**WHAT IS REQUIRED**
A single number is the answer here: how many lines of the entries contain "application"?

_____

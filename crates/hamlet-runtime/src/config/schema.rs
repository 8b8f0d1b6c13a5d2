//! Configuration schema definitions.

use std::collections::HashMap;
use std::fmt;
use std::path::PathBuf;
use std::time::Duration;

use hamlet_framework::{DuplicatePolicy, ResponderSettings};
use serde::{Deserialize, Serialize};

/// Root configuration structure.
#[derive(Debug, Clone, Default, Serialize, Deserialize)]
pub struct HamletConfig {
    /// Logging settings.
    #[serde(default)]
    pub logging: LoggingConfig,

    /// Where plugins are loaded from and how.
    #[serde(default)]
    pub plugins: PluginsConfig,

    /// Message-trigger and command-error texts.
    #[serde(default)]
    pub responder: ResponderSettings,

    /// Language-model client.
    #[serde(default)]
    pub llm: LlmConfig,

    /// Messaging platform.
    #[serde(default)]
    pub platform: PlatformConfig,
}

// =============================================================================
// Logging
// =============================================================================

/// Log verbosity.
#[derive(Debug, Clone, Copy, Default, PartialEq, Eq, Serialize, Deserialize)]
#[serde(rename_all = "lowercase")]
pub enum LogLevel {
    /// Everything.
    Trace,
    /// Diagnostics.
    Debug,
    /// Normal operation.
    #[default]
    Info,
    /// Recoverable problems.
    Warn,
    /// Failures only.
    Error,
}

impl LogLevel {
    /// Lowercase name, as accepted by `EnvFilter`.
    pub fn as_str(self) -> &'static str {
        match self {
            Self::Trace => "trace",
            Self::Debug => "debug",
            Self::Info => "info",
            Self::Warn => "warn",
            Self::Error => "error",
        }
    }

    /// The matching `tracing` level.
    pub fn to_tracing_level(self) -> tracing::Level {
        match self {
            Self::Trace => tracing::Level::TRACE,
            Self::Debug => tracing::Level::DEBUG,
            Self::Info => tracing::Level::INFO,
            Self::Warn => tracing::Level::WARN,
            Self::Error => tracing::Level::ERROR,
        }
    }
}

impl fmt::Display for LogLevel {
    fn fmt(&self, f: &mut fmt::Formatter<'_>) -> fmt::Result {
        f.write_str(self.as_str())
    }
}

/// Line format.
#[derive(Debug, Clone, Copy, Default, PartialEq, Eq, Serialize, Deserialize)]
#[serde(rename_all = "lowercase")]
pub enum LogFormat {
    /// One short line per event.
    #[default]
    Compact,
    /// The default `tracing-subscriber` format.
    Full,
    /// Multi-line, human-oriented.
    Pretty,
    /// One JSON object per line (requires the `json-log` feature).
    #[cfg(feature = "json-log")]
    Json,
}

/// Where log lines go.
#[derive(Debug, Clone, Copy, Default, PartialEq, Eq, Serialize, Deserialize)]
#[serde(rename_all = "lowercase")]
pub enum LogOutput {
    /// Standard output.
    #[default]
    Stdout,
    /// Standard error.
    Stderr,
    /// The file at `logging.file_path`.
    File,
}

/// Logging settings.
#[derive(Debug, Clone, Serialize, Deserialize)]
#[serde(default)]
pub struct LoggingConfig {
    /// Base level. `RUST_LOG` takes precedence when set.
    pub level: LogLevel,
    /// Line format.
    pub format: LogFormat,
    /// Destination.
    pub output: LogOutput,
    /// Log file, used when `output = "file"`.
    pub file_path: Option<PathBuf>,
    /// Include thread ids.
    pub thread_ids: bool,
    /// Include source file and line.
    pub file_location: bool,
    /// Log span open/close, e.g. one pair per dispatched event.
    pub span_lifecycle: bool,
    /// Per-module levels, e.g. `serenity = "warn"`.
    pub filters: HashMap<String, LogLevel>,
}

impl Default for LoggingConfig {
    fn default() -> Self {
        Self {
            level: LogLevel::Info,
            format: LogFormat::Compact,
            output: LogOutput::Stdout,
            file_path: None,
            thread_ids: false,
            file_location: false,
            span_lifecycle: false,
            filters: HashMap::new(),
        }
    }
}

// =============================================================================
// Plugins
// =============================================================================

/// Plugin loading settings.
#[derive(Debug, Clone, Serialize, Deserialize)]
#[serde(default)]
pub struct PluginsConfig {
    /// Directory of command manifests.
    pub commands_dir: Option<PathBuf>,
    /// Directory of event manifests.
    pub events_dir: Option<PathBuf>,
    /// Manifest file extension, without the dot.
    pub extension: String,
    /// What happens when two commands share a name.
    pub duplicates: DuplicatePolicy,
    /// Upper bound on a single handler invocation.
    pub handler_timeout_secs: Option<u64>,
}

impl Default for PluginsConfig {
    fn default() -> Self {
        Self {
            commands_dir: None,
            events_dir: None,
            extension: "toml".to_string(),
            duplicates: DuplicatePolicy::Override,
            handler_timeout_secs: None,
        }
    }
}

impl PluginsConfig {
    /// The handler timeout as a [`Duration`].
    pub fn handler_timeout(&self) -> Option<Duration> {
        self.handler_timeout_secs.map(Duration::from_secs)
    }
}

// =============================================================================
// Language model
// =============================================================================

/// Language-model client settings.
#[derive(Debug, Clone, Serialize, Deserialize)]
#[serde(default)]
pub struct LlmConfig {
    /// API root, without the trailing `/chat/completions`.
    pub base_url: String,
    /// Model name.
    pub model: String,
    /// Request timeout in seconds.
    pub timeout_secs: u64,
    /// Environment variable holding the API key.
    pub api_key_env: String,
}

impl Default for LlmConfig {
    fn default() -> Self {
        Self {
            base_url: "https://api.openai.com/v1".to_string(),
            model: "gpt-3.5-turbo".to_string(),
            timeout_secs: 30,
            api_key_env: "OPENAI_API_KEY".to_string(),
        }
    }
}

impl LlmConfig {
    /// The request timeout as a [`Duration`].
    pub fn timeout(&self) -> Duration {
        Duration::from_secs(self.timeout_secs)
    }
}

// =============================================================================
// Platform
// =============================================================================

/// Messaging-platform settings.
#[derive(Debug, Clone, Serialize, Deserialize)]
#[serde(default)]
pub struct PlatformConfig {
    /// Environment variable holding the bot token.
    pub token_env: String,
    /// Publish loaded commands as global application commands on ready.
    pub register_commands: bool,
    /// Capacity of the queue between the adapter and the dispatcher.
    pub event_queue: usize,
    /// How long in-flight handlers may run after shutdown is requested.
    pub shutdown_grace_secs: u64,
}

impl Default for PlatformConfig {
    fn default() -> Self {
        Self {
            token_env: "DISCORD_TOKEN".to_string(),
            register_commands: true,
            event_queue: 256,
            shutdown_grace_secs: 5,
        }
    }
}
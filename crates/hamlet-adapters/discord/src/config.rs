//! Adapter options.
//!
//! ```toml
//! [platform]
//! register_commands = true
//! ```

use serde::{Deserialize, Serialize};

/// Discord adapter options.
#[derive(Debug, Clone, Serialize, Deserialize)]
#[serde(default)]
pub struct DiscordOptions {
    /// Publish the loaded commands as global application commands on ready.
    pub register_commands: bool,
}

impl Default for DiscordOptions {
    fn default() -> Self {
        Self {
            register_commands: true,
        }
    }
}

_____

**RESPONSE**
2